Your objective
Copy each line below that includes "predictions".

[[ Data extract, beginning ]]

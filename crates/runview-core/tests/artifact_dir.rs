//! Integration tests for the local artifact-directory loader.

use std::fs;

use runview_core::{projection, ArtifactDir, ViewerError};
use tempfile::TempDir;

fn write_full_run(dir: &TempDir) {
    fs::write(
        dir.path().join("metrics.jsonl"),
        concat!(
            "{\"event\": \"val_epoch_end\", \"epoch\": 1, \"auroc\": 0.91, \"auprc\": 0.45, \"brier\": 0.08}\n",
            "\n",
            "{\"event\": \"train_step\", \"step\": 100, \"epoch\": 1, \"train_loss\": 0.52, \"lr\": 0.001}\n",
            "{\"event\": \"checkpoint_saved\", \"path\": \"ckpt.pt\"}\n",
        ),
    )
    .unwrap();

    fs::write(
        dir.path().join("preds_val.csv"),
        "id,y_true,y_prob\n1,0,0.12\n2,1,0.87\n3,0,0.33\n",
    )
    .unwrap();

    fs::write(
        dir.path().join("probe_ethnicity.json"),
        r#"{"groups": {"a": {"auroc": 0.9}, "b": {"auroc": 0.88}}}"#,
    )
    .unwrap();
}

#[test]
fn test_load_full_run_directory() {
    let dir = TempDir::new().unwrap();
    write_full_run(&dir);

    let source = ArtifactDir::resolve(dir.path().to_str().unwrap()).expect("resolve failed");
    let payload = source.load(None).expect("load failed");

    assert!(!payload.is_empty());
    assert_eq!(
        payload.configured_path.as_deref(),
        dir.path().to_str(),
        "configured path is the raw input"
    );

    let files = payload.files.expect("presence flags");
    assert!(files.metrics && files.predictions && files.probe);

    // Blank lines skipped, all three events kept.
    assert_eq!(payload.metrics.as_ref().map(Vec::len), Some(3));
    assert_eq!(projection::validation_view(&payload).len(), 1);
    assert_eq!(projection::training_view(&payload).len(), 1);

    let predictions = payload.predictions.as_ref().unwrap();
    assert_eq!(
        predictions.columns.as_deref(),
        Some(["id", "y_true", "y_prob"].map(String::from).as_slice())
    );
    let preview = projection::prediction_preview(&payload);
    assert_eq!(preview.len(), 3);
    assert_eq!(
        preview.rows[1].get("y_prob"),
        Some(&serde_json::json!("0.87"))
    );

    assert!(!payload.probe.as_ref().unwrap().is_empty());
}

#[test]
fn test_row_cap_default_and_clamp() {
    let dir = TempDir::new().unwrap();

    let mut csv = String::from("id\n");
    for i in 0..10 {
        csv.push_str(&format!("{}\n", i));
    }
    fs::write(dir.path().join("preds_val.csv"), csv).unwrap();

    let source = ArtifactDir::resolve(dir.path().to_str().unwrap()).unwrap();

    let payload = source.load(Some(5)).unwrap();
    assert_eq!(projection::prediction_preview(&payload).total_rows, 5);

    // A zero cap clamps up to one row instead of rejecting the request.
    let payload = source.load(Some(0)).unwrap();
    assert_eq!(projection::prediction_preview(&payload).total_rows, 1);

    let payload = source.load(None).unwrap();
    assert_eq!(projection::prediction_preview(&payload).total_rows, 10);
}

#[test]
fn test_missing_files_yield_empty_sections() {
    let dir = TempDir::new().unwrap();

    let source = ArtifactDir::resolve(dir.path().to_str().unwrap()).unwrap();
    let payload = source.load(None).unwrap();

    // The payload still names its paths, so the section shells can render.
    assert!(!payload.is_empty());
    assert!(payload.base_path.is_some());

    let files = payload.files.unwrap();
    assert!(!files.metrics && !files.predictions && !files.probe);

    assert_eq!(payload.metrics.as_ref().map(Vec::len), Some(0));
    assert!(projection::prediction_preview(&payload).is_empty());
    assert!(payload.probe.as_ref().unwrap().is_empty());
}

#[test]
fn test_malformed_metrics_line_is_source_error() {
    let dir = TempDir::new().unwrap();
    fs::write(
        dir.path().join("metrics.jsonl"),
        "{\"event\": \"train_step\"}\nnot json at all\n",
    )
    .unwrap();

    let source = ArtifactDir::resolve(dir.path().to_str().unwrap()).unwrap();
    let result = source.load(None);

    match result {
        Err(ViewerError::Source { message }) => {
            assert!(message.contains("metrics.jsonl"), "got: {}", message);
        }
        other => panic!("expected Source error, got {:?}", other),
    }
}

#[test]
fn test_malformed_probe_is_source_error() {
    let dir = TempDir::new().unwrap();
    fs::write(dir.path().join("probe_ethnicity.json"), "[1, 2").unwrap();

    let source = ArtifactDir::resolve(dir.path().to_str().unwrap()).unwrap();
    let result = source.load(None);

    assert!(matches!(result, Err(ViewerError::Source { .. })));
}

#[test]
fn test_resolve_rejects_missing_directory() {
    let dir = TempDir::new().unwrap();
    let missing = dir.path().join("nope");

    let result = ArtifactDir::resolve(missing.to_str().unwrap());
    assert!(matches!(result, Err(ViewerError::Source { .. })));
}

#[test]
fn test_resolve_rejects_plain_file() {
    let dir = TempDir::new().unwrap();
    let file = dir.path().join("metrics.jsonl");
    fs::write(&file, "{}").unwrap();

    let result = ArtifactDir::resolve(file.to_str().unwrap());
    assert!(matches!(result, Err(ViewerError::Source { .. })));
}

#[test]
fn test_quoted_csv_fields() {
    let dir = TempDir::new().unwrap();
    fs::write(
        dir.path().join("preds_val.csv"),
        "id,note\n1,\"low, uncertain\"\n",
    )
    .unwrap();

    let source = ArtifactDir::resolve(dir.path().to_str().unwrap()).unwrap();
    let payload = source.load(None).unwrap();

    let preview = projection::prediction_preview(&payload);
    assert_eq!(
        preview.rows[0].get("note"),
        Some(&serde_json::json!("low, uncertain"))
    );
}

[[ Data extract, end ]]

Answer box
    assert!(files.metrics && files.predictions && files.probe);
    let predictions = payload.predictions.as_ref().unwrap();
        predictions.columns.as_deref(),
    assert!(!files.metrics && !files.predictions && !files.probe);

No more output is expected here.